● **Brief**
The data should be printed in full, character for character.

◆ ◆ ◆ ◆ ◆

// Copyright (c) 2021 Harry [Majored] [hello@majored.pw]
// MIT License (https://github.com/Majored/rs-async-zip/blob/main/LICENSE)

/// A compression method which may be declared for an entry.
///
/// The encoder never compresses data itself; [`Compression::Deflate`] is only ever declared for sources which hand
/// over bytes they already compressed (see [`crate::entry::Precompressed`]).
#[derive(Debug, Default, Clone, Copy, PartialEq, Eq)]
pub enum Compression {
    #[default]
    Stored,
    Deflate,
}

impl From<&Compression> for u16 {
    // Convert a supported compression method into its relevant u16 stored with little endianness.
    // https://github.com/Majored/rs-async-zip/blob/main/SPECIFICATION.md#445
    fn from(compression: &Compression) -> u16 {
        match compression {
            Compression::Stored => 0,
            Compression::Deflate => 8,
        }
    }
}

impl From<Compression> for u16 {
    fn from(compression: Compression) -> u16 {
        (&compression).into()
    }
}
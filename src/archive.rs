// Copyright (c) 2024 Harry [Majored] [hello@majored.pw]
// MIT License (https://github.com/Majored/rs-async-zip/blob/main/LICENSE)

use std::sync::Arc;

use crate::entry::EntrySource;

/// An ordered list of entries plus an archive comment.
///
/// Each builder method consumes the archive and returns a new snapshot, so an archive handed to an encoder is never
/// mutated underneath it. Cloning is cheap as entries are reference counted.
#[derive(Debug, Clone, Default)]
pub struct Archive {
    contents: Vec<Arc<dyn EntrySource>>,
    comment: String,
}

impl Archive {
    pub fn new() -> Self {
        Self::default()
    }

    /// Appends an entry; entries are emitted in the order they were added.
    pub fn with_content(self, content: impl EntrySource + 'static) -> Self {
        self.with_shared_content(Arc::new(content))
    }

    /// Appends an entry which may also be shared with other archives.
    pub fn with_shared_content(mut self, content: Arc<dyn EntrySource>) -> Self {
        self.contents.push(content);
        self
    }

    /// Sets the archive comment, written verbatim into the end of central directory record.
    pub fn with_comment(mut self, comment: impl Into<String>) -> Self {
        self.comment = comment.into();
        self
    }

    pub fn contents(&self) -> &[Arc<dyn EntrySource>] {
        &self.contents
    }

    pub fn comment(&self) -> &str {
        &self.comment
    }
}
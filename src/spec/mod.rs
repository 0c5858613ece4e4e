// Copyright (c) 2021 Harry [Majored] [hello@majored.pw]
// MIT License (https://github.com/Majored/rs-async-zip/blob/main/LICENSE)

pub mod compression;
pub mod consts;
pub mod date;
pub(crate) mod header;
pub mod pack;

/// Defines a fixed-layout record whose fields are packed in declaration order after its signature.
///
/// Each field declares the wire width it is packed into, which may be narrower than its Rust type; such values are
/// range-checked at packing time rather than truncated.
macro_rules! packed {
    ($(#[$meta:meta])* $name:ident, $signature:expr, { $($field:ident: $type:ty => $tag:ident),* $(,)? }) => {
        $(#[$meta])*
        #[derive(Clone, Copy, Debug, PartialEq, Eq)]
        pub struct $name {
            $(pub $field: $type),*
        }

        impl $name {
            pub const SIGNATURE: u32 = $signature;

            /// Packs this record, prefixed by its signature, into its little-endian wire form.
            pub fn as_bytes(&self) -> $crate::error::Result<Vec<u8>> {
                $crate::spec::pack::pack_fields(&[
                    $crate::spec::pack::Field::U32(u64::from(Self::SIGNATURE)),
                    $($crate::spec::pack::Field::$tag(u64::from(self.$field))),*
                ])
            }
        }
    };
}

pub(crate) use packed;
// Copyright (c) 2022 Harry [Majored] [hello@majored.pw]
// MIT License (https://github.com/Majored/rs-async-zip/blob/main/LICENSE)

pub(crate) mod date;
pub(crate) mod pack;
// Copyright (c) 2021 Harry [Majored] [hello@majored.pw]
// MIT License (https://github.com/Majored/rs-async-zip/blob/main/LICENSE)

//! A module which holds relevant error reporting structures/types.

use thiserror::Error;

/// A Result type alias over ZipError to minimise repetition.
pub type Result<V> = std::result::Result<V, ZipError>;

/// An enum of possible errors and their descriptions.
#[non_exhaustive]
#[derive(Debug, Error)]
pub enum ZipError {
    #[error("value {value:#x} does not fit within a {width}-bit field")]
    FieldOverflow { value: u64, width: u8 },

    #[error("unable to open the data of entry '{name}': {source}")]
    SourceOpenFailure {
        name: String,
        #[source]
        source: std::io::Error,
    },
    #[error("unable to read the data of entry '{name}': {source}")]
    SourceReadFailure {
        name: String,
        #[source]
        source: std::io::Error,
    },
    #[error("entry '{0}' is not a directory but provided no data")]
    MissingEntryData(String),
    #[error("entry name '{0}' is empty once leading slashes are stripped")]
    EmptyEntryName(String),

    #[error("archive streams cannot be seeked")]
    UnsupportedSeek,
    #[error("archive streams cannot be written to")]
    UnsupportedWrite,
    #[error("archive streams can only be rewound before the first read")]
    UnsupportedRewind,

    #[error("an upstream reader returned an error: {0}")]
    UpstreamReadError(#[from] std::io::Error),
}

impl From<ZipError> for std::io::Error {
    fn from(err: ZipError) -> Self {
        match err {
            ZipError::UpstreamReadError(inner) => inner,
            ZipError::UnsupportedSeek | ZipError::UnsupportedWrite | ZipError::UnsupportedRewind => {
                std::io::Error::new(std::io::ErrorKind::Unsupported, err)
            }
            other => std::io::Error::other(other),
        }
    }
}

◆ ◆ ◆ ◆ ◆

● **Solution for this exercise**
// Copyright (c) 2021 Harry [Majored] [hello@majored.pw]
// MIT License (https://github.com/Majored/rs-async-zip/blob/main/LICENSE)

/// A compression method which may be declared for an entry.
///
/// The encoder never compresses data itself; [`Compression::Deflate`] is only ever declared for sources which hand
/// over bytes they already compressed (see [`crate::entry::Precompressed`]).
#[derive(Debug, Default, Clone, Copy, PartialEq, Eq)]
pub enum Compression {
    #[default]
    Stored,
    Deflate,
}

impl From<&Compression> for u16 {
    // Convert a supported compression method into its relevant u16 stored with little endianness.
    // https://github.com/Majored/rs-async-zip/blob/main/SPECIFICATION.md#445
    fn from(compression: &Compression) -> u16 {
        match compression {
            Compression::Stored => 0,
            Compression::Deflate => 8,
        }
    }
}

impl From<Compression> for u16 {
    fn from(compression: Compression) -> u16 {
        (&compression).into()
    }
}
filename src/archive.rs
// Copyright (c) 2024 Harry [Majored] [hello@majored.pw]
// MIT License (https://github.com/Majored/rs-async-zip/blob/main/LICENSE)

use std::sync::Arc;

use crate::entry::EntrySource;

/// An ordered list of entries plus an archive comment.
///
/// Each builder method consumes the archive and returns a new snapshot, so an archive handed to an encoder is never
/// mutated underneath it. Cloning is cheap as entries are reference counted.
#[derive(Debug, Clone, Default)]
pub struct Archive {
    contents: Vec<Arc<dyn EntrySource>>,
    comment: String,
}

impl Archive {
    pub fn new() -> Self {
        Self::default()
    }

    /// Appends an entry; entries are emitted in the order they were added.
    pub fn with_content(self, content: impl EntrySource + 'static) -> Self {
        self.with_shared_content(Arc::new(content))
    }

    /// Appends an entry which may also be shared with other archives.
    pub fn with_shared_content(mut self, content: Arc<dyn EntrySource>) -> Self {
        self.contents.push(content);
        self
    }

    /// Sets the archive comment, written verbatim into the end of central directory record.
    pub fn with_comment(mut self, comment: impl Into<String>) -> Self {
        self.comment = comment.into();
        self
    }

    pub fn contents(&self) -> &[Arc<dyn EntrySource>] {
        &self.contents
    }

    pub fn comment(&self) -> &str {
        &self.comment
    }
}
filename src/spec/mod.rs
repository 0c5858613ece4e4e
// Copyright (c) 2021 Harry [Majored] [hello@majored.pw]
// MIT License (https://github.com/Majored/rs-async-zip/blob/main/LICENSE)

pub mod compression;
pub mod consts;
pub mod date;
pub(crate) mod header;
pub mod pack;

/// Defines a fixed-layout record whose fields are packed in declaration order after its signature.
///
/// Each field declares the wire width it is packed into, which may be narrower than its Rust type; such values are
/// range-checked at packing time rather than truncated.
macro_rules! packed {
    ($(#[$meta:meta])* $name:ident, $signature:expr, { $($field:ident: $type:ty => $tag:ident),* $(,)? }) => {
        $(#[$meta])*
        #[derive(Clone, Copy, Debug, PartialEq, Eq)]
        pub struct $name {
            $(pub $field: $type),*
        }

        impl $name {
            pub const SIGNATURE: u32 = $signature;

            /// Packs this record, prefixed by its signature, into its little-endian wire form.
            pub fn as_bytes(&self) -> $crate::error::Result<Vec<u8>> {
                $crate::spec::pack::pack_fields(&[
                    $crate::spec::pack::Field::U32(u64::from(Self::SIGNATURE)),
                    $($crate::spec::pack::Field::$tag(u64::from(self.$field))),*
                ])
            }
        }
    };
}

pub(crate) use packed;
// Copyright (c) 2022 Harry [Majored] [hello@majored.pw]
// MIT License (https://github.com/Majored/rs-async-zip/blob/main/LICENSE)

pub(crate) mod date;
pub(crate) mod pack;
// Copyright (c) 2021 Harry [Majored] [hello@majored.pw]
// MIT License (https://github.com/Majored/rs-async-zip/blob/main/LICENSE)

//! A module which holds relevant error reporting structures/types.

use thiserror::Error;

/// A Result type alias over ZipError to minimise repetition.
pub type Result<V> = std::result::Result<V, ZipError>;

/// An enum of possible errors and their descriptions.
#[non_exhaustive]
#[derive(Debug, Error)]
pub enum ZipError {
    #[error("value {value:#x} does not fit within a {width}-bit field")]
    FieldOverflow { value: u64, width: u8 },

    #[error("unable to open the data of entry '{name}': {source}")]
    SourceOpenFailure {
        name: String,
        #[source]
        source: std::io::Error,
    },
    #[error("unable to read the data of entry '{name}': {source}")]
    SourceReadFailure {
        name: String,
        #[source]
        source: std::io::Error,
    },
    #[error("entry '{0}' is not a directory but provided no data")]
    MissingEntryData(String),
    #[error("entry name '{0}' is empty once leading slashes are stripped")]
    EmptyEntryName(String),

    #[error("archive streams cannot be seeked")]
    UnsupportedSeek,
    #[error("archive streams cannot be written to")]
    UnsupportedWrite,
    #[error("archive streams can only be rewound before the first read")]
    UnsupportedRewind,

    #[error("an upstream reader returned an error: {0}")]
    UpstreamReadError(#[from] std::io::Error),
}

impl From<ZipError> for std::io::Error {
    fn from(err: ZipError) -> Self {
        match err {
            ZipError::UpstreamReadError(inner) => inner,
            ZipError::UnsupportedSeek | ZipError::UnsupportedWrite | ZipError::UnsupportedRewind => {
                std::io::Error::new(std::io::ErrorKind::Unsupported, err)
            }
            other => std::io::Error::other(other),
        }
    }
}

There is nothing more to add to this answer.